= Material for this exercise =
Start of Block

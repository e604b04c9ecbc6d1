use super::*;
use crate::error::Diagnostics;
use layout_test_data::gpos as test_data;
use pretty_assertions::assert_eq;
use crate::types::GlyphId16;

fn decode_gpos<'a>(bytes: &'a [u8], lookup_type: u16) -> Decoded<'a, GposPayload<'a>> {
    let mut notes = Diagnostics::default();
    let decoded = decode(
        Segment::new(bytes),
        lookup_type,
        Tag::new(b"GPOS"),
        &mut notes,
    )
    .unwrap();
    assert!(notes.into_worst().is_none());
    decoded
}

#[test]
fn singleposformat1() {
    let decoded = decode_gpos(test_data::SINGLEPOSFORMAT1, 1);
    let GposPayload::SinglePos1(table) = decoded.payload else {
        panic!("expected single pos format 1");
    };
    assert_eq!(table.value_format, ValueFormat::X_ADVANCE);
    assert_eq!(table.value.x_advance, Some(7));
    assert_eq!(table.value.y_advance, None);
    assert_eq!(table.coverage.get(GlyphId16::new(10)), Some(0));
}

#[test]
fn singleposformat2() {
    let decoded = decode_gpos(test_data::SINGLEPOSFORMAT2, 1);
    let GposPayload::SinglePos2(table) = decoded.payload else {
        panic!("expected single pos format 2");
    };
    assert_eq!(table.values.len(), 2);
    assert_eq!(table.values[0].x_advance, Some(7));
    assert_eq!(table.values[1].x_advance, Some(9));
}

#[test]
fn pairposformat1() {
    let decoded = decode_gpos(test_data::PAIRPOSFORMAT1, 2);
    let GposPayload::PairPos1(table) = decoded.payload else {
        panic!("expected pair pos format 1");
    };
    assert_eq!(table.value_format1, ValueFormat::X_ADVANCE);
    assert_eq!(table.value_format2, ValueFormat::empty());
    assert_eq!(table.pair_sets.len(), 1);
    let record = &table.pair_sets[0][0];
    assert_eq!(record.second_glyph, GlyphId16::new(0x59));
    assert_eq!(record.value1.x_advance, Some(-30));
    assert_eq!(record.value2.x_advance, None);
}

#[test]
fn pairposformat2() {
    let decoded = decode_gpos(test_data::PAIRPOSFORMAT2, 2);
    let GposPayload::PairPos2(table) = decoded.payload else {
        panic!("expected pair pos format 2");
    };
    assert_eq!(table.class1_count, 2);
    assert_eq!(table.class2_count, 2);
    assert_eq!(table.class_def1.get(GlyphId16::new(21)), 1);
    assert_eq!(table.class_def2.get(GlyphId16::new(106)), 1);
    assert_eq!(
        table.class_record(0, 1).unwrap().value1.x_advance,
        Some(-20)
    );
    assert_eq!(
        table.class_record(1, 1).unwrap().value1.x_advance,
        Some(-40)
    );
    assert_eq!(table.class_record(2, 0), None);
}

#[test]
fn cursiveposformat1() {
    let decoded = decode_gpos(test_data::CURSIVEPOSFORMAT1, 3);
    let GposPayload::CursivePos1(table) = decoded.payload else {
        panic!("expected cursive pos format 1");
    };
    assert_eq!(table.entry_exits.len(), 1);
    let record = &table.entry_exits[0];
    let entry = record.entry.unwrap();
    assert_eq!(entry.x_coordinate(), 1500);
    assert_eq!(entry.y_coordinate(), 44);
    assert!(record.exit.is_none());
}

#[test]
fn markbaseposformat1() {
    let decoded = decode_gpos(test_data::MARKBASEPOSFORMAT1, 4);
    let GposPayload::MarkBasePos1(table) = decoded.payload else {
        panic!("expected mark base pos format 1");
    };
    assert_eq!(table.mark_coverage.get(GlyphId16::new(50)), Some(0));
    assert_eq!(table.base_coverage.get(GlyphId16::new(60)), Some(0));
    assert_eq!(table.mark_class_count, 2);

    assert_eq!(table.mark_records.len(), 1);
    let mark = &table.mark_records[0];
    assert_eq!(mark.mark_class, 1);
    assert_eq!(mark.anchor.x_coordinate(), 10);
    assert_eq!(mark.anchor.y_coordinate(), 20);

    assert_eq!(table.base_records.len(), 1);
    let base = &table.base_records[0];
    assert_eq!(base.len(), 2);
    assert!(base[0].is_none());
    let anchor = base[1].unwrap();
    assert_eq!(anchor.x_coordinate(), 500);
    assert_eq!(anchor.y_coordinate(), 100);
}

#[test]
fn markligposformat1() {
    let decoded = decode_gpos(test_data::MARKLIGPOSFORMAT1, 5);
    let GposPayload::MarkLigPos1(table) = decoded.payload else {
        panic!("expected mark lig pos format 1");
    };
    assert_eq!(table.ligature_records.len(), 1);
    let components = &table.ligature_records[0];
    assert_eq!(components.len(), 2);
    assert!(components[0][0].is_none());
    let anchor = components[1][0].unwrap();
    assert_eq!(anchor.x_coordinate(), 55);
    assert_eq!(anchor.y_coordinate(), -40);
}

#[test]
fn markmarkposformat1() {
    let decoded = decode_gpos(test_data::MARKMARKPOSFORMAT1, 6);
    let GposPayload::MarkMarkPos1(table) = decoded.payload else {
        panic!("expected mark mark pos format 1");
    };
    assert_eq!(table.mark1_records.len(), 1);
    let anchor = table.mark1_records[0].anchor;
    assert_eq!(anchor.x_coordinate(), 221);
    assert_eq!(anchor.y_coordinate(), 301);
    assert_eq!(table.mark2_records.len(), 1);
    let anchor = table.mark2_records[0][0].unwrap();
    assert_eq!((anchor.x_coordinate(), anchor.y_coordinate()), (21, 42));
}

#[test]
fn contextual_through_gpos_type7() {
    let decoded = decode_gpos(layout_test_data::layout::SEQUENCECONTEXTFORMAT2, 7);
    let GposPayload::Contextual(SequenceContext::Format2(_)) = decoded.payload else {
        panic!("expected sequence context format 2");
    };
    assert_eq!(decoded.coverage.unwrap().get(GlyphId16::new(40)), Some(0));
}

#[test]
fn chained_through_gpos_type8() {
    let decoded = decode_gpos(layout_test_data::layout::CHAINEDSEQUENCECONTEXTFORMAT1, 8);
    assert!(matches!(
        decoded.payload,
        GposPayload::ChainContextual(ChainedSequenceContext::Format1(_))
    ));
}

#[test]
fn anchor_formats() {
    let format2 = [0x00, 0x02, 0x01, 0x42, 0xFF, 0x99, 0x00, 0x0D];
    let AnchorTable::Format2(anchor) = AnchorTable::read(Segment::new(&format2)).unwrap() else {
        panic!("expected anchor format 2");
    };
    assert_eq!(anchor.x_coordinate, 322);
    assert_eq!(anchor.anchor_point, 13);

    let format3 = [
        0x00, 0x03, 0x01, 0x17, 0x05, 0x15, 0x00, 0x0A, 0x00, 0x00,
    ];
    let AnchorTable::Format3(anchor) = AnchorTable::read(Segment::new(&format3)).unwrap() else {
        panic!("expected anchor format 3");
    };
    assert_eq!(anchor.x_coordinate, 279);
    assert_eq!(anchor.y_coordinate, 1301);
    assert_eq!(anchor.x_device_offset, 10);
    assert_eq!(anchor.y_device_offset, 0);
}

#[test]
fn mark_class_out_of_range_is_noted() {
    // rewrite the mark record's class to 7, beyond markClassCount 2
    let mut bytes = test_data::MARKBASEPOSFORMAT1.to_vec();
    bytes[26] = 0x00;
    bytes[27] = 0x07;
    let mut notes = Diagnostics::default();
    let decoded = decode(Segment::new(&bytes), 4, Tag::new(b"GPOS"), &mut notes).unwrap();
    assert!(matches!(decoded.payload, GposPayload::MarkBasePos1(_)));
    let note = notes.into_worst().unwrap();
    assert_eq!(note.severity, Severity::Major);
    assert_eq!(note.section, "MarkBasePos");
}

#[test]
fn truncated_pair_set_fails_whole_subtable() {
    // drop the last byte of the pair set; the whole subtable must error
    // rather than yield a partial payload
    let bytes = &test_data::PAIRPOSFORMAT1[..test_data::PAIRPOSFORMAT1.len() - 1];
    let mut notes = Diagnostics::default();
    assert!(matches!(
        decode(Segment::new(bytes), 2, Tag::new(b"GPOS"), &mut notes),
        Err(ReadError::OutOfBounds)
    ));
}
//! Test data shared between the layout-graph crate's test suites.
//!
//! The byte fixtures are hand-assembled from the subtable examples in the
//! OpenType specification chapters for GSUB, GPOS and the common layout
//! formats, with offsets recomputed for the trimmed-down layouts used here.

pub mod bebuffer;
pub mod gpos;
pub mod gsub;
pub mod layout;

End of Block

= Exercise instructions =
Repeat the entries verbatim through the line with "let decoded = decode_gpos(test_data::SINGLEPOSFORMAT1, 1);".

= Output below =
repository e604b04c9ecbc6d1
use super::*;
use crate::error::Diagnostics;
use layout_test_data::gpos as test_data;
use pretty_assertions::assert_eq;
use crate::types::GlyphId16;

fn decode_gpos<'a>(bytes: &'a [u8], lookup_type: u16) -> Decoded<'a, GposPayload<'a>> {
    let mut notes = Diagnostics::default();
    let decoded = decode(
        Segment::new(bytes),
        lookup_type,
        Tag::new(b"GPOS"),
        &mut notes,
    )
    .unwrap();
    assert!(notes.into_worst().is_none());
    decoded
}

#[test]
fn singleposformat1() {
    let decoded = decode_gpos(test_data::SINGLEPOSFORMAT1, 1);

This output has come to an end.